Find every line in the entries that holds the string "OPEN" and report it.

********

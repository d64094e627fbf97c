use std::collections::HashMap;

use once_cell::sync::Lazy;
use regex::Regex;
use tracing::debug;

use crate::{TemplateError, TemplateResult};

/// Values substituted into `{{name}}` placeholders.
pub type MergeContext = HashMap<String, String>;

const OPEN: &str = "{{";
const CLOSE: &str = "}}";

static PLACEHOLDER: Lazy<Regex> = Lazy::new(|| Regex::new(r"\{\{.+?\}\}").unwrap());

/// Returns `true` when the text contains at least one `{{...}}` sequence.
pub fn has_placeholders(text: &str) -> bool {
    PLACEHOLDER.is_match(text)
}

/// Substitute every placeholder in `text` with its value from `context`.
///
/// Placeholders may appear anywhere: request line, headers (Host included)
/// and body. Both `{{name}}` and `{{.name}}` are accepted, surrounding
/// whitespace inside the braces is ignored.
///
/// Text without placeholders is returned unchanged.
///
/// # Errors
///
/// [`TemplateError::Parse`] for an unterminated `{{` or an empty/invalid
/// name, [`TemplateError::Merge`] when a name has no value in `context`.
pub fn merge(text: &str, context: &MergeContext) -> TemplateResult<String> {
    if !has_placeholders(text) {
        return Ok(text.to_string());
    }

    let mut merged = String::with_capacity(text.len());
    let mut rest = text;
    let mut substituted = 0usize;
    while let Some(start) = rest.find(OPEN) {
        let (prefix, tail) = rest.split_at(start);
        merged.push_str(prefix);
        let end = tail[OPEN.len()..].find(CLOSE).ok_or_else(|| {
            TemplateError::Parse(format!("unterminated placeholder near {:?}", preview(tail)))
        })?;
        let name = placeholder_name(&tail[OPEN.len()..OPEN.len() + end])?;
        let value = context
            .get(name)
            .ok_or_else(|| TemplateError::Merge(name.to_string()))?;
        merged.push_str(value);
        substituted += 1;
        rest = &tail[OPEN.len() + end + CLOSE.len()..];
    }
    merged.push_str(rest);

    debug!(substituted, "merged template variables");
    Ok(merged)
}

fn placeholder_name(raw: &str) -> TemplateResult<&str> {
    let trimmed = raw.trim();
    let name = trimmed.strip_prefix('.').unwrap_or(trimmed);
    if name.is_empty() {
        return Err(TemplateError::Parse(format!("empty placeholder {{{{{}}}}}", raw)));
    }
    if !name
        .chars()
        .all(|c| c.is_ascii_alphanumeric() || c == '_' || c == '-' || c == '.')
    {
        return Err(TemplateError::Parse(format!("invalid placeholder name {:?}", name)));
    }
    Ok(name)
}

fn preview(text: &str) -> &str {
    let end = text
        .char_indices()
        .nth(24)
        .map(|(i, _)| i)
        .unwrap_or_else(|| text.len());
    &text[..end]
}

********

# Task response:
const OPEN: &str = "{{";
    while let Some(start) = rest.find(OPEN) {
        let end = tail[OPEN.len()..].find(CLOSE).ok_or_else(|| {
        let name = placeholder_name(&tail[OPEN.len()..OPEN.len() + end])?;
        rest = &tail[OPEN.len() + end + CLOSE.len()..];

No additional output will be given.